**PROBLEM DESCRIPTION:** Each line below that carries the string "seen" must appear in the answer.

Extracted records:
=== Begin Enclosure ===
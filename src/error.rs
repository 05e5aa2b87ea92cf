use thiserror::Error;

#[derive(Error, Debug, Clone, PartialEq, Eq)]
pub enum CatalogError {
    #[error("Record at position {0} has an empty id")]
    EmptyId(usize),
    #[error("Duplicate record id: {0}")]
    DuplicateId(String),
    #[error("Default key {0:?} has no matching record")]
    MissingDefault(String),
    #[error("No default key declared")]
    NoDefault,
}

#[derive(Error, Debug)]
pub enum ContentError {
    #[error("Failed to parse {catalog} catalog: {source}")]
    Parse {
        catalog: &'static str,
        #[source]
        source: serde_json::Error,
    },
    #[error("Invalid {catalog} catalog: {source}")]
    Invalid {
        catalog: &'static str,
        #[source]
        source: CatalogError,
    },
}
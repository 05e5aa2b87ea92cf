use yew::prelude::*;

use crate::content::App;
use crate::selection::{pick, Catalog, Selection, StyleTable};

#[derive(Clone, Debug, PartialEq)]
struct Accent {
    gradient: &'static str,
    icon: &'static str,
}

fn accent_table() -> StyleTable<&'static str, Accent> {
    StyleTable::new(Accent {
        gradient: "linear-gradient(135deg, #3a3a3a, #1e1e1e)",
        icon: "fas fa-cube",
    })
    .with(
        "productivity",
        Accent {
            gradient: "linear-gradient(135deg, #1E90FF, #7EB2FF)",
            icon: "fas fa-bolt",
        },
    )
    .with(
        "finance",
        Accent {
            gradient: "linear-gradient(135deg, #2E8B57, #7CD9A6)",
            icon: "fas fa-wallet",
        },
    )
    .with(
        "utility",
        Accent {
            gradient: "linear-gradient(135deg, #FF8C00, #FFC46B)",
            icon: "fas fa-toolbox",
        },
    )
}

/// What the panel below the tabs shows.
#[derive(Debug, PartialEq)]
enum Panel<'a> {
    App(&'a App),
    Placeholder,
}

fn panel_for<'a>(apps: &'a Catalog<App>, selection: &Selection<String>) -> Panel<'a> {
    match selection.active_str().and_then(|id| pick(apps, id)) {
        Some(app) => Panel::App(app),
        None => Panel::Placeholder,
    }
}

#[derive(Properties, PartialEq)]
pub struct AppShowcaseProps {
    pub apps: &'static Catalog<App>,
}

#[function_component(AppShowcase)]
pub fn app_showcase(props: &AppShowcaseProps) -> Html {
    let apps = props.apps;
    let selection = use_state(|| Selection::new(apps.default_key().map(str::to_string)));
    let accents = accent_table();

    let tabs = apps
        .iter()
        .map(|app| {
            let is_active = selection.is_active(&app.id);
            let onclick = {
                let selection = selection.clone();
                let id = app.id.clone();
                Callback::from(move |_: MouseEvent| {
                    log::debug!("App tab selected: {}", id);
                    let mut next = (*selection).clone();
                    next.select(id.clone());
                    selection.set(next);
                })
            };
            html! {
                <button
                    key={app.id.clone()}
                    class={classes!("app-tab", is_active.then_some("active"))}
                    onclick={onclick}
                >
                    {&app.name}
                </button>
            }
        })
        .collect::<Html>();

    let panel = match panel_for(apps, &selection) {
        Panel::App(app) => {
            let accent = accents.get(app.category.as_str());
            html! {
                <div class="app-panel" style={format!("background: {};", accent.gradient)}>
                    <div class="app-panel-header">
                        <i class={accent.icon}></i>
                        <div>
                            <h3>{&app.name}</h3>
                            <p class="app-tagline">{&app.tagline}</p>
                        </div>
                    </div>
                    <p class="app-description">{&app.description}</p>
                    <ul class="app-features">
                        { for app.features.iter().map(|feature| html! { <li>{feature}</li> }) }
                    </ul>
                    if let Some(link) = app.link.as_ref() {
                        <a href={link.clone()} target="_blank" rel="noopener noreferrer" class="app-link">
                            {"Get the app"}
                        </a>
                    }
                </div>
            }
        }
        Panel::Placeholder => html! {
            <div class="app-panel app-panel-empty">
                <p>{"Pick an app to see what it does."}</p>
            </div>
        },
    };

    html! {
        <section class="app-showcase" id="apps">
            <h2>{"Our apps"}</h2>
            <div class="app-tabs">
                {tabs}
            </div>
            {panel}
        </section>
    }
}
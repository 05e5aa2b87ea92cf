use yew::prelude::*;

use crate::config;

#[function_component(Hero)]
pub fn hero() -> Html {
    html! {
        <header class="hero" id="top">
            <div class="hero-background"></div>
            <div class="hero-content">
                <div class="hero-header">
                    <h1 class="hero-title">{config::get_brand_name()}</h1>
                    <p class="hero-subtitle">
                        {"Small, honest software."}<br/>
                        {"Apps that respect your time and websites that work as hard as you do."}
                    </p>
                </div>
                <div class="hero-cta-group">
                    <a href="#apps" class="hero-cta">{"See our apps"}</a>
                    <a href="#projects" class="hero-cta hero-cta-secondary">{"Client work"}</a>
                </div>
            </div>
        </header>
    }
}
use yew::prelude::*;

use crate::config;
use crate::content::Video;
use crate::selection::Catalog;

fn embed_src(video: &Video) -> String {
    config::video_embed_url(&video.youtube_id)
}

#[derive(Properties, PartialEq)]
pub struct VideoGalleryProps {
    pub videos: &'static Catalog<Video>,
}

#[function_component(VideoGallery)]
pub fn video_gallery(props: &VideoGalleryProps) -> Html {
    html! {
        <section class="video-gallery" id="videos">
            <h2>{"See them in action"}</h2>
            <div class="video-grid">
                {
                    for props.videos.iter().map(|video| html! {
                        <figure key={video.id.clone()} class="video-card">
                            <iframe
                                src={embed_src(video)}
                                title={video.title.clone()}
                                loading="lazy"
                                allow="accelerometer; encrypted-media; picture-in-picture"
                                allowfullscreen=true
                                style="width: 100%; aspect-ratio: 16/9; border: none; border-radius: 12px;"
                            ></iframe>
                            <figcaption>{&video.title}</figcaption>
                        </figure>
                    })
                }
            </div>
        </section>
    }
}
pub mod components;
pub mod config;
pub mod content;
pub mod error;
pub mod pages;
pub mod selection;

use yew::prelude::*;

use crate::pages::home::Home;

#[function_component(Site)]
pub fn site() -> Html {
    html! {
        <Home />
    }
}
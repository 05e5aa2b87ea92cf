use super::catalog::FilterTag;

/// Holds the single active key of one view: a filter tag, a tab id or an
/// open accordion entry. At most one key is active at a time.
#[derive(Debug, Clone, PartialEq, Eq)]
pub struct Selection<K> {
    active: Option<K>,
}

impl<K> Default for Selection<K> {
    fn default() -> Self {
        Self { active: None }
    }
}

impl<K: PartialEq> Selection<K> {
    pub fn new(initial: Option<K>) -> Self {
        Self { active: initial }
    }

    pub fn active(&self) -> Option<&K> {
        self.active.as_ref()
    }

    pub fn is_active(&self, key: &K) -> bool {
        self.active.as_ref() == Some(key)
    }

    /// Replaces the active key unconditionally. Keys outside the catalog
    /// are accepted and simply project to nothing.
    pub fn set_active(&mut self, key: Option<K>) {
        self.active = key;
    }

    pub fn select(&mut self, key: K) {
        self.set_active(Some(key));
    }

    /// Accordion semantics: pressing the open entry collapses it, pressing
    /// any other entry opens it and closes the previous one.
    pub fn toggle(&mut self, key: K) {
        if self.is_active(&key) {
            self.active = None;
        } else {
            self.active = Some(key);
        }
    }
}

impl<T: FilterTag> Selection<T> {
    /// Starts on the first tag of the vocabulary.
    pub fn first_tag() -> Self {
        Self::new(T::VOCABULARY.first().copied())
    }
}

impl Selection<String> {
    pub fn active_str(&self) -> Option<&str> {
        self.active.as_deref()
    }
}
pub mod about;
pub mod app_showcase;
pub mod faq_accordion;
pub mod hero;
pub mod project_grid;
pub mod video_gallery;
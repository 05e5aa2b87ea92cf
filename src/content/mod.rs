//! Site catalogs. The JSON under `content/` is compiled into the binary and
//! validated once on first access.

pub mod models;

use once_cell::sync::Lazy;
use serde::de::DeserializeOwned;
use serde::Deserialize;

use crate::error::{CatalogError, ContentError};
use crate::selection::{Catalog, Record};

pub use models::{App, FaqEntry, Project, ProjectFilter, Video};

const APPS_JSON: &str = include_str!("../../content/apps.json");
const PROJECTS_JSON: &str = include_str!("../../content/projects.json");
const FAQ_JSON: &str = include_str!("../../content/faq.json");
const VIDEOS_JSON: &str = include_str!("../../content/videos.json");

static SITE_CONTENT: Lazy<Result<SiteContent, ContentError>> = Lazy::new(|| {
    let content = SiteContent::load();
    match &content {
        Ok(content) => log::info!(
            "Loaded site content: {} apps, {} projects, {} faq entries, {} videos",
            content.apps.len(),
            content.projects.len(),
            content.faq.len(),
            content.videos.len()
        ),
        Err(e) => log::error!("Failed to load site content: {}", e),
    }
    content
});

/// Shared, read-only site content.
pub fn site_content() -> Result<&'static SiteContent, &'static ContentError> {
    Lazy::force(&SITE_CONTENT).as_ref()
}

#[derive(Deserialize)]
struct CatalogFile<R> {
    #[serde(default)]
    default: Option<String>,
    items: Vec<R>,
}

#[derive(Debug, Clone, PartialEq)]
pub struct SiteContent {
    pub apps: Catalog<App>,
    pub projects: Catalog<Project>,
    pub faq: Catalog<FaqEntry>,
    pub videos: Catalog<Video>,
}

impl SiteContent {
    pub fn load() -> Result<Self, ContentError> {
        Self::from_json(APPS_JSON, PROJECTS_JSON, FAQ_JSON, VIDEOS_JSON)
    }

    pub fn from_json(apps: &str, projects: &str, faq: &str, videos: &str) -> Result<Self, ContentError> {
        Ok(Self {
            apps: parse_exclusive("apps", apps)?,
            projects: parse_catalog("projects", projects)?,
            faq: parse_catalog("faq", faq)?,
            videos: parse_catalog("videos", videos)?,
        })
    }
}

fn read_file<R: DeserializeOwned>(catalog: &'static str, json: &str) -> Result<CatalogFile<R>, ContentError> {
    serde_json::from_str(json).map_err(|source| ContentError::Parse { catalog, source })
}

fn parse_catalog<R>(catalog: &'static str, json: &str) -> Result<Catalog<R>, ContentError>
where
    R: DeserializeOwned + Record,
{
    let file = read_file::<R>(catalog, json)?;
    Catalog::new(file.items).map_err(|source| ContentError::Invalid { catalog, source })
}

/// Catalogs behind a tab switcher must name the tab shown on mount.
fn parse_exclusive<R>(catalog: &'static str, json: &str) -> Result<Catalog<R>, ContentError>
where
    R: DeserializeOwned + Record,
{
    let file = read_file::<R>(catalog, json)?;
    let default = file.default.ok_or_else(|| ContentError::Invalid {
        catalog,
        source: CatalogError::NoDefault,
    })?;
    Catalog::with_default(file.items, &default).map_err(|source| ContentError::Invalid { catalog, source })
}

#[cfg(test)]
mod tests {
    use super::*;
    use crate::selection::{filter, pick, FilterTag};
    use std::collections::HashSet;

    #[test]
    fn shipped_content_loads() {
        let content = SiteContent::load().unwrap();
        assert!(!content.apps.is_empty());
        assert!(!content.projects.is_empty());
        assert_eq!(content.faq.len(), 8);
        assert!(!content.videos.is_empty());
    }

    #[test]
    fn shared_content_is_available() {
        assert!(site_content().is_ok());
    }

    #[test]
    fn apps_default_tab_exists() {
        let content = SiteContent::load().unwrap();
        let default = content.apps.default_key().unwrap();
        assert!(pick(&content.apps, default).is_some());
    }

    #[test]
    fn every_project_is_reachable_from_a_filter() {
        let content = SiteContent::load().unwrap();
        let mut seen = HashSet::new();
        for tag in ProjectFilter::VOCABULARY.iter().filter(|tag| !tag.is_all()) {
            for project in filter(&content.projects, tag) {
                seen.insert(project.id.clone());
            }
        }
        assert_eq!(seen.len(), content.projects.len());
    }

    #[test]
    fn fullstack_filter_matches_category_field() {
        let content = SiteContent::load().unwrap();
        let fullstack = filter(&content.projects, &ProjectFilter::Fullstack);
        assert!(!fullstack.is_empty());
        assert!(fullstack.iter().all(|p| p.category == "fullstack"));
    }

    #[test]
    fn missing_default_is_rejected() {
        let apps = r#"{"default":"ghost","items":[{"id":"a","name":"A","tagline":"","description":"","category":"utility"}]}"#;
        let err = SiteContent::from_json(apps, PROJECTS_JSON, FAQ_JSON, VIDEOS_JSON).unwrap_err();
        match err {
            ContentError::Invalid { catalog, source } => {
                assert_eq!(catalog, "apps");
                assert_eq!(source, CatalogError::MissingDefault("ghost".to_string()));
            }
            other => panic!("unexpected error: {}", other),
        }
    }

    #[test]
    fn undeclared_default_is_rejected() {
        let apps = r#"{"items":[{"id":"a","name":"A","tagline":"","description":"","category":"utility"}]}"#;
        let err = SiteContent::from_json(apps, PROJECTS_JSON, FAQ_JSON, VIDEOS_JSON).unwrap_err();
        assert!(matches!(
            err,
            ContentError::Invalid { source: CatalogError::NoDefault, .. }
        ));
    }

    #[test]
    fn duplicate_faq_ids_are_rejected() {
        let faq = r#"{"items":[{"id":"1","question":"q","answer":"a"},{"id":"1","question":"q2","answer":"a2"}]}"#;
        let err = SiteContent::from_json(APPS_JSON, PROJECTS_JSON, faq, VIDEOS_JSON).unwrap_err();
        assert!(matches!(
            err,
            ContentError::Invalid { catalog: "faq", source: CatalogError::DuplicateId(_) }
        ));
    }

    #[test]
    fn malformed_json_names_the_catalog() {
        let err = SiteContent::from_json(APPS_JSON, PROJECTS_JSON, FAQ_JSON, "{").unwrap_err();
        assert!(matches!(err, ContentError::Parse { catalog: "videos", .. }));
        assert!(err.to_string().starts_with("Failed to parse videos catalog"));
    }
}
=== End Enclosure ===
**TASK RESULT:**
        let mut seen = HashSet::new();
                seen.insert(project.id.clone());
        assert_eq!(seen.len(), content.projects.len());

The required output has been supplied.